An enzyme which catalyzes the hydrolysis of acetamido groups of N-acetylglucosamine residues in cell wall peptidoglycan was found in the supernatant and 20,000 X g pellet fractions of Bacillus cereus. Autolysis of the latter fraction resulted in solubilization and activation of the deacetylase. Among various bacteria, strains of B. cereus which contain high proportions of N-unsubstituted glucosamine residues in their cell wall peptidoglycan components are particularly rich in the deacetylase.
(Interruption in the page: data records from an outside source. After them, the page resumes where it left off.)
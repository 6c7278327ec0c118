//! RFC 5234 section 4 grammar, written with nom.
//!
//! Line endings may be CRLF or a bare LF.

use std::borrow::Cow;
use std::num::ParseIntError;

use nom::{
    branch::alt,
    bytes::complete::{tag, tag_no_case, take_while, take_while1, take_while_m_n},
    character::complete::{char, digit0, line_ending},
    combinator::{map, map_res, opt, recognize, value},
    error::ErrorKind,
    multi::{many0, many1, separated_list1},
    sequence::{delimited, pair, tuple},
    IResult,
};

use crate::{
    Alternation, Base, Concatenation, DefinedAs, Element, NumVal, Repeat, Repetition, Rule,
    RuleName,
};

/// Rules end in a newline, make sure the last one has one.
pub fn terminate_line(s: &str) -> Cow<'_, str> {
    if s.ends_with('\n') {
        Cow::Borrowed(s)
    } else {
        Cow::Owned(format!("{}\n", s))
    }
}

pub fn rulelist(input: &str) -> IResult<&str, Vec<Rule>> {
    let (rem, rules) = many1(alt((
        map(rule, Some),
        value(None, pair(many0(c_wsp), c_nl)),
    )))(input)?;
    Ok((rem, rules.into_iter().flatten().collect()))
}

pub fn rule(input: &str) -> IResult<&str, Rule> {
    let (rem, (name, defined_as, body, _, _)) =
        tuple((rulename, defined_as, alternation, many0(c_wsp), c_nl))(input)?;
    Ok((
        rem,
        Rule {
            name,
            defined_as,
            body,
        },
    ))
}

pub fn rulename(input: &str) -> IResult<&str, RuleName> {
    let (rem, matched) = recognize(pair(
        take_while_m_n(1, 1, |c: char| c.is_ascii_alphabetic()),
        take_while(|c: char| c.is_ascii_alphanumeric() || c == '-'),
    ))(input)?;
    Ok((rem, RuleName(matched.to_owned())))
}

fn defined_as(input: &str) -> IResult<&str, DefinedAs> {
    delimited(
        many0(c_wsp),
        alt((
            value(DefinedAs::Incremental, tag("=/")),
            value(DefinedAs::Fresh, tag("=")),
        )),
        many0(c_wsp),
    )(input)
}

fn wsp(input: &str) -> IResult<&str, char> {
    alt((char(' '), char('\t')))(input)
}

fn c_wsp(input: &str) -> IResult<&str, ()> {
    alt((value((), wsp), value((), pair(c_nl, wsp))))(input)
}

fn c_nl(input: &str) -> IResult<&str, &str> {
    alt((comment, line_ending))(input)
}

fn comment(input: &str) -> IResult<&str, &str> {
    recognize(tuple((
        char(';'),
        take_while(|c: char| c != '\r' && c != '\n'),
        line_ending,
    )))(input)
}

pub fn alternation(input: &str) -> IResult<&str, Alternation> {
    map_res(
        separated_list1(tuple((many0(c_wsp), char('/'), many0(c_wsp))), concatenation),
        Alternation::new,
    )(input)
}

fn concatenation(input: &str) -> IResult<&str, Concatenation> {
    map_res(separated_list1(many1(c_wsp), repetition), Concatenation::new)(input)
}

fn repetition(input: &str) -> IResult<&str, Repetition> {
    let (rem, (repeat, element)) = pair(opt(repeat), element)(input)?;
    Ok((rem, Repetition { repeat, element }))
}

fn repeat(input: &str) -> IResult<&str, Repeat> {
    let fail = |kind: ErrorKind| nom::Err::Failure(nom::error::Error::new(input, kind));

    let (rem, min) = digit0(input)?;
    match rem.strip_prefix('*') {
        Some(after_star) => {
            let (rem, max) = digit0(after_star)?;
            let repeat = match (bound(min), bound(max)) {
                (Ok(min), Ok(max)) => Repeat::range(min, max).ok(),
                _ => None,
            };
            match repeat {
                Some(repeat) => Ok((rem, repeat)),
                None => Err(fail(ErrorKind::MapRes)),
            }
        }
        None if !min.is_empty() => match min.parse() {
            Ok(n) => Ok((rem, Repeat::Exact(n))),
            Err(_) => Err(fail(ErrorKind::MapRes)),
        },
        None => Err(nom::Err::Error(nom::error::Error::new(
            input,
            ErrorKind::Digit,
        ))),
    }
}

fn bound(digits: &str) -> Result<Option<u32>, ParseIntError> {
    if digits.is_empty() {
        return Ok(None);
    }
    digits.parse().map(Some)
}

pub fn element(input: &str) -> IResult<&str, Element> {
    alt((
        map(rulename, Element::Rulename),
        map(group, Element::Group),
        map(option, Element::Option),
        map(char_val, Element::CharVal),
        map(num_val, Element::NumVal),
        map(prose_val, Element::ProseVal),
    ))(input)
}

fn group(input: &str) -> IResult<&str, Alternation> {
    delimited(
        pair(char('('), many0(c_wsp)),
        alternation,
        pair(many0(c_wsp), char(')')),
    )(input)
}

fn option(input: &str) -> IResult<&str, Alternation> {
    delimited(
        pair(char('['), many0(c_wsp)),
        alternation,
        pair(many0(c_wsp), char(']')),
    )(input)
}

fn char_val(input: &str) -> IResult<&str, String> {
    let (rem, matched) = delimited(
        char('"'),
        take_while(|c: char| c == ' ' || c == '!' || ('#'..='~').contains(&c)),
        char('"'),
    )(input)?;
    Ok((rem, matched.to_owned()))
}

fn prose_val(input: &str) -> IResult<&str, String> {
    let (rem, matched) = delimited(
        char('<'),
        take_while(|c: char| (' '..='=').contains(&c) || ('?'..='~').contains(&c)),
        char('>'),
    )(input)?;
    Ok((rem, matched.to_owned()))
}

pub fn num_val(input: &str) -> IResult<&str, NumVal> {
    let (rem, _) = char('%')(input)?;
    let (rem, base) = alt((
        value(Base::Bin, tag_no_case("b")),
        value(Base::Dec, tag_no_case("d")),
        value(Base::Hex, tag_no_case("x")),
    ))(rem)?;
    num_spec(base, rem)
}

fn num_digits(base: Base, input: &str) -> IResult<&str, &str> {
    take_while1(move |c: char| c.is_digit(base.radix()))(input)
}

/// Values that don't fit or ranges that run backwards are hard failures, no
/// other element could match them.
fn num_value(base: Base, input: &str) -> IResult<&str, u32> {
    let (rem, digits) = num_digits(base, input)?;
    match u32::from_str_radix(digits, base.radix()) {
        Ok(v) => Ok((rem, v)),
        Err(_) => Err(nom::Err::Failure(nom::error::Error::new(
            input,
            ErrorKind::MapRes,
        ))),
    }
}

fn num_spec(base: Base, input: &str) -> IResult<&str, NumVal> {
    let (mut rem, first) = num_value(base, input)?;

    if let Some(after_dash) = rem.strip_prefix('-') {
        let (rem, hi) = num_value(base, after_dash)?;
        return match NumVal::range(base, first, hi) {
            Ok(num) => Ok((rem, num)),
            Err(_) => Err(nom::Err::Failure(nom::error::Error::new(
                input,
                ErrorKind::MapRes,
            ))),
        };
    }

    let mut values = vec![first];
    while let Some(after_dot) = rem.strip_prefix('.') {
        let (after, v) = num_value(base, after_dot)?;
        values.push(v);
        rem = after;
    }

    if values.len() == 1 {
        Ok((rem, NumVal::single(base, first)))
    } else {
        Ok((
            rem,
            NumVal {
                base,
                spec: crate::NumSpec::Concat(values),
            },
        ))
    }
}

#[cfg(test)]
mod tests {
    use super::*;
    use crate::NumSpec;
    use std::fmt::Debug;

    struct TestCase<T> {
        input: &'static str,
        // Some is the expected value and remaining input, None indicates an
        // error.
        out: Option<(&'static str, T)>,
    }

    fn assert_test_cases<T, F>(f: F, tests: Vec<TestCase<T>>)
    where
        T: Debug + Eq,
        F: Fn(&'static str) -> IResult<&'static str, T>,
    {
        for t in tests {
            let res = f(t.input);
            match t.out {
                Some((rem, out)) => assert_eq!(res, Ok((rem, out)), "input: {:?}", t.input),
                None => assert!(res.is_err(), "expected error: {:?}", res),
            }
        }
    }

    fn name(s: &str) -> RuleName {
        RuleName::new(s).unwrap()
    }

    fn single(element: Element) -> Alternation {
        Alternation::from(Concatenation::from(Repetition::from(element)))
    }

    #[test]
    fn parse_rulename() {
        let tests = vec![
            TestCase {
                input: "c-wsp rest",
                out: Some((" rest", name("c-wsp"))),
            },
            TestCase {
                input: "ALPHA2=",
                out: Some(("=", name("ALPHA2"))),
            },
            TestCase {
                input: "2abc",
                out: None,
            },
            TestCase {
                input: "-abc",
                out: None,
            },
        ];

        assert_test_cases(rulename, tests);
    }

    #[test]
    fn parse_repeat() {
        let tests = vec![
            TestCase {
                input: "*x",
                out: Some(("x", Repeat::Range { min: None, max: None })),
            },
            TestCase {
                input: "1*x",
                out: Some((
                    "x",
                    Repeat::Range {
                        min: Some(1),
                        max: None,
                    },
                )),
            },
            TestCase {
                input: "2*3x",
                out: Some((
                    "x",
                    Repeat::Range {
                        min: Some(2),
                        max: Some(3),
                    },
                )),
            },
            TestCase {
                input: "*1x",
                out: Some((
                    "x",
                    Repeat::Range {
                        min: None,
                        max: Some(1),
                    },
                )),
            },
            TestCase {
                input: "4x",
                out: Some(("x", Repeat::Exact(4))),
            },
            TestCase {
                input: "3*2x",
                out: None,
            },
            TestCase {
                input: "x",
                out: None,
            },
        ];

        assert_test_cases(repeat, tests);
    }

    #[test]
    fn parse_num_val() {
        let tests = vec![
            TestCase {
                input: "%x41",
                out: Some(("", NumVal::single(Base::Hex, 0x41))),
            },
            TestCase {
                input: "%X41-5a rest",
                out: Some((
                    " rest",
                    NumVal {
                        base: Base::Hex,
                        spec: NumSpec::Range(0x41, 0x5a),
                    },
                )),
            },
            TestCase {
                input: "%d13.10",
                out: Some((
                    "",
                    NumVal {
                        base: Base::Dec,
                        spec: NumSpec::Concat(vec![13, 10]),
                    },
                )),
            },
            TestCase {
                input: "%b0101",
                out: Some(("", NumVal::single(Base::Bin, 5))),
            },
            TestCase {
                input: "%x5A-41",
                out: None,
            },
            TestCase {
                input: "%q41",
                out: None,
            },
            TestCase {
                input: "%x",
                out: None,
            },
        ];

        assert_test_cases(num_val, tests);
    }

    #[test]
    fn parse_element() {
        let tests = vec![
            TestCase {
                input: "\"hello\" world",
                out: Some((" world", Element::CharVal("hello".to_owned()))),
            },
            TestCase {
                input: "<any text>",
                out: Some(("", Element::ProseVal("any text".to_owned()))),
            },
            TestCase {
                input: "( a )",
                out: Some(("", Element::Group(single(Element::Rulename(name("a")))))),
            },
            TestCase {
                input: "[a]",
                out: Some(("", Element::Option(single(Element::Rulename(name("a")))))),
            },
            TestCase {
                input: "\"unterminated",
                out: None,
            },
        ];

        assert_test_cases(element, tests);
    }

    #[test]
    fn parse_alternation() {
        let bit = Alternation::new(vec![
            Repetition::from(Element::CharVal("0".to_owned())).into(),
            Repetition::from(Element::CharVal("1".to_owned())).into(),
        ])
        .unwrap();
        let cnl_wsp = Alternation::from(
            Concatenation::new(vec![
                Element::Rulename(name("cnl")).into(),
                Element::Rulename(name("WSP")).into(),
            ])
            .unwrap(),
        );

        let tests = vec![
            TestCase {
                input: "\"0\" / \"1\"",
                out: Some(("", bit.clone())),
            },
            TestCase {
                input: "\"0\"/\"1\" ",
                out: Some((" ", bit)),
            },
            TestCase {
                input: "cnl WSP\nnext",
                out: Some(("\nnext", cnl_wsp.clone())),
            },
            // A continuation line starts with whitespace.
            TestCase {
                input: "cnl\n  WSP",
                out: Some(("", cnl_wsp)),
            },
        ];

        assert_test_cases(alternation, tests);
    }

    #[test]
    fn parse_rule() {
        let tests = vec![
            TestCase {
                input: "a = b\n",
                out: Some((
                    "",
                    Rule {
                        name: name("a"),
                        defined_as: DefinedAs::Fresh,
                        body: single(Element::Rulename(name("b"))),
                    },
                )),
            },
            TestCase {
                input: "a =/ b ; trailing comment\r\nc = d\r\n",
                out: Some((
                    "c = d\r\n",
                    Rule {
                        name: name("a"),
                        defined_as: DefinedAs::Incremental,
                        body: single(Element::Rulename(name("b"))),
                    },
                )),
            },
            TestCase {
                input: "a = b",
                out: None,
            },
        ];

        assert_test_cases(rule, tests);
    }

    #[test]
    fn parse_rulelist() {
        let input = "; leading comment\n\
                     \n\
                     a = b\n\
                     \x20  ; continuation comment\n\
                     \x20  / c\n\
                     d = \"e\"\n";
        let (rem, rules) = rulelist(input).unwrap();
        assert_eq!(rem, "");
        assert_eq!(rules.len(), 2);
        assert_eq!(rules[0].name, name("a"));
        assert_eq!(rules[0].body.branches().len(), 2);
        assert_eq!(rules[1].name, name("d"));
    }
}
The peptidoglycan deacetylase is distinguishable from N-acetylglucosamine-6-phosphate deacetylase [EC 3.5.1.25] on the basis of their cellular distribution and chromatographic behavior. The rate of reaction of the deacetylase with (N-acetylglucosaminyl-N-acetylmuramic acid)3 [abbreviated as (GlcNAc-MurNAc)3] is less than 1/100 of that with peptidoglycan, while the enzyme is inactive towards (GlcNAc-MurNAc)2, GlcNAc-MurNAc, and monomeric N-acetylglucosamine derivatives. The enzyme also deacetylates partially O-hydroxyethylated chitin. The concentrations of peptidoglycan and partially O-hydroxyethylated chitin required for half-maximum activities were found to be 0.29 and 6.9 mg per ml (or 0.17 and 20 mM with respect to N-acetylglucosamine residues), respectively. The occurrence of this enzyme accounts for the formation of cell wall peptidoglycan N-unsubstituted at the glucosamine residues.